After filming X and Pearl back-to-back and releasing them the same year, there was a two-year wait for the final installment, MaXXXine (2024). The story picks up directly after the events of X and follows Maxine as she moves to LA and tries to make it big in Hollywood. Unfortunately, Maxine is haunted by elements of her past: her career in pornography and the gruesome events at the farm where her friends were murdered. As Maxine struggles with getting acting jobs, a serial killer known as The Night Stalker is on the loose, murdering and raping people.

Hollywood is a town of duality and hypocrisy, a façade intended to give off an aura of glitz and glamor, but in actuality, it is filled with broken dreams and disappointment. Maxine, in her pursuit to "become a fucking star," started out in adult films, but this makes the talent agencies look down on her. Ironically, those same talent scouts ask Maxine to show them her bare breasts at the end of the audition. Sex sells, but only on their terms. MaXXXine is much more self-aware and meta than the previous two films. During the audition, one of the agents asks Maxine, who has a strong southern twang, "Is that your real accent?" Mia Goth has a British accent in real life, and this is a sly wink and a nod to her stint as Maxine and Pearl.

After tackling the '70s era with X and the 1920s with Pearl, Ti West moves on to the '80s in MaXXXine, with mixed results. West channels Brian De Palma a la Dressed to Kill (1980), Blow Out (1981), and Body Double (1984) even using his iconic split-screen effects. The problem is that De Palma was doing a pastiche of Alfred Hitchcock, so now it's an homage to an homage, and it feels watered down and empty. 

The killer in the film wears black leather gloves, which emulates Giallo films and Dario Argento, but outside of the references to other iconic horror films, it has no identity or style of its own. Strangely, MaXXXine reinforces its themes about the shallowness of Hollywood with its own surface-level take on '80s exploitation cinema. It is fun to notice references, but the story must say something other than "Look at all the films I have seen!"

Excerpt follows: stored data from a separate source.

//! Radius filtering and distance ranking.

use crate::distance::distance_miles;
use crate::facility::{RadiusQuery, RankedResult, SearchPoint, Table};

/// Returns every locatable record within `radius_miles` of `search_point`,
/// nearest first.
///
/// The boundary is inclusive: a record exactly `radius_miles` away is kept.
/// Records at equal distance keep their table order. Unlocatable records are
/// skipped. An empty result is not an error.
#[must_use]
pub fn filter_within_radius(
    table: &Table,
    search_point: SearchPoint,
    radius_miles: f64,
) -> Vec<RankedResult<'_>> {
    let mut results: Vec<RankedResult<'_>> = table
        .records
        .iter()
        .filter_map(|record| {
            let distance_miles = distance_miles(search_point, record.coordinates()?);
            (distance_miles <= radius_miles).then_some(RankedResult {
                record,
                distance_miles,
            })
        })
        .collect();

    // `sort_by` is stable, which preserves input order among ties.
    results.sort_by(|a, b| a.distance_miles.total_cmp(&b.distance_miles));
    results
}

/// [`filter_within_radius`] for a validated [`RadiusQuery`].
#[must_use]
pub fn rank<'a>(table: &'a Table, query: &RadiusQuery) -> Vec<RankedResult<'a>> {
    filter_within_radius(table, query.search_point, query.radius_miles)
}

#[cfg(test)]
mod tests {
    use super::*;
    use crate::facility::{ColumnRoles, Coordinates, FacilityRecord};

    fn facility(name: &str, coords: Option<(f64, f64)>) -> FacilityRecord {
        FacilityRecord {
            name: name.to_owned(),
            address: Some(format!("{name}, Somewhere, ZZ")),
            city: None,
            state: None,
            latitude: coords.map(|c| c.0),
            longitude: coords.map(|c| c.1),
            cells: vec![name.to_owned()],
        }
    }

    fn table(records: Vec<FacilityRecord>) -> Table {
        Table {
            columns: Vec::new(),
            roles: ColumnRoles::default(),
            records,
        }
    }

    fn origin() -> SearchPoint {
        Coordinates::new(0.0, 0.0).unwrap()
    }

    fn names<'a>(results: &[RankedResult<'a>]) -> Vec<&'a str> {
        results.iter().map(|r| r.record.name.as_str()).collect()
    }

    #[test]
    fn keeps_near_facilities_in_distance_order() {
        // On the equator 0.1° ≈ 6.9 mi and 0.6° ≈ 41.5 mi.
        let t = table(vec![
            facility("far", Some((0.0, 0.6))),
            facility("mid", Some((0.0, 0.1))),
            facility("here", Some((0.0, 0.0))),
        ]);

        let results = filter_within_radius(&t, origin(), 25.0);

        assert_eq!(names(&results), vec!["here", "mid"]);
        assert_eq!(results[0].distance_miles, 0.0);
        assert!((results[1].distance_miles - 6.917).abs() < 0.01);
    }

    #[test]
    fn boundary_distance_is_included() {
        let t = table(vec![facility("edge", Some((0.0, 0.5)))]);
        let exact = distance_miles(origin(), Coordinates::new(0.0, 0.5).unwrap());

        assert_eq!(filter_within_radius(&t, origin(), exact).len(), 1);
        assert!(filter_within_radius(&t, origin(), exact - 1e-9).is_empty());
    }

    #[test]
    fn ties_keep_input_order() {
        let t = table(vec![
            facility("east", Some((0.0, 0.2))),
            facility("north", Some((0.1, 0.0))),
            facility("east annex", Some((0.0, 0.2))),
            facility("centre", Some((0.0, 0.0))),
        ]);

        let results = filter_within_radius(&t, origin(), 100.0);

        assert_eq!(names(&results), vec!["centre", "north", "east", "east annex"]);
        assert_eq!(results[2].distance_miles, results[3].distance_miles);
    }

    #[test]
    fn unlocatable_records_are_skipped() {
        let mut half = facility("half", None);
        half.latitude = Some(0.0);
        let t = table(vec![facility("none", None), half, facility("ok", Some((0.0, 0.0)))]);

        let results = filter_within_radius(&t, origin(), 10.0);
        assert_eq!(names(&results), vec!["ok"]);
    }

    #[test]
    fn empty_result_is_valid() {
        let t = table(vec![facility("far", Some((10.0, 10.0)))]);
        assert!(filter_within_radius(&t, origin(), 1.0).is_empty());
        assert!(filter_within_radius(&table(Vec::new()), origin(), 1.0).is_empty());
    }

    #[test]
    fn every_locatable_record_is_partitioned_by_radius() {
        let records: Vec<FacilityRecord> = (0..40)
            .map(|i| {
                let step = f64::from(i);
                facility(
                    &format!("f{i}"),
                    Some(((step * 0.37) % 3.0 - 1.5, (step * 0.71) % 4.0 - 2.0)),
                )
            })
            .collect();
        let t = table(records);
        let radius = 80.0;

        let results = filter_within_radius(&t, origin(), radius);

        for pair in results.windows(2) {
            assert!(pair[0].distance_miles <= pair[1].distance_miles);
        }
        for r in &results {
            assert!(r.record.is_locatable());
            assert!(r.distance_miles <= radius);
        }
        for record in t.locatable() {
            let included = results.iter().any(|r| std::ptr::eq(r.record, record));
            if !included {
                let d = distance_miles(origin(), record.coordinates().unwrap());
                assert!(d > radius, "{} excluded at {d} mi", record.name);
            }
        }
    }

    #[test]
    fn ranking_does_not_mutate_the_table() {
        let t = table(vec![facility("a", Some((0.0, 0.1)))]);
        let before = t.clone();
        let query = RadiusQuery::new(origin(), 50.0).unwrap();

        let results = rank(&t, &query);

        assert_eq!(results.len(), 1);
        assert_eq!(t, before);
    }
}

Maxine's character arc is intriguing, as she comes off as a bit of a narcissist, and she craves fame for all the wrong reasons.  Her mantra, taught to her by her fundamentalist father, “I will not accept a life I do not deserve,” implies that unless she is a celebrity with adoring fans, she is somehow less of a person. Her only drive in life is to "make it," and the only way to do so is by becoming famous. She doesn't seem interested in filmmaking or cinema as an art form, only in the benefits and attention of being a star. That is why she has no qualms about hurting people she perceives as getting in her way. The film opens up with a quote from Bette Davis, "In this business until you are known as a monster, you're not a star." Maxine doesn't hesitate to embody the monster role; now, she only needs a chance to shine.

In a larger sense, West is making a statement about how creatively bankrupt the movie-making process can be, using a director in the film (played by Elizabeth Debicki) as his mouthpiece. She opines about the inability to make the kind of movies she wants and how she has to tone them down for general audiences and producers. She wants to be ruthless, but her hands are tied. Maxine is her outlet, a way to vicariously live her life unfettered by the status quo. MaXXXine had a much larger budget than the previous two films; perhaps West had to put up with more interference to get it made.

The third act of MaXXXine could be seen from a mile away, and it ties up the trilogy in a sloppy bow. In all three films, it explores the duality of being a woman in the public eye and the way the pendulum swings between being the Madonna and the Whore, with no way to exist in the center. Maxine gets her shot but at the cost of her soul. She has been accepted by the beast, but only temporarily, and once she loses the commodity of her youth, the beast will spit her out forever, and the cycle begins anew.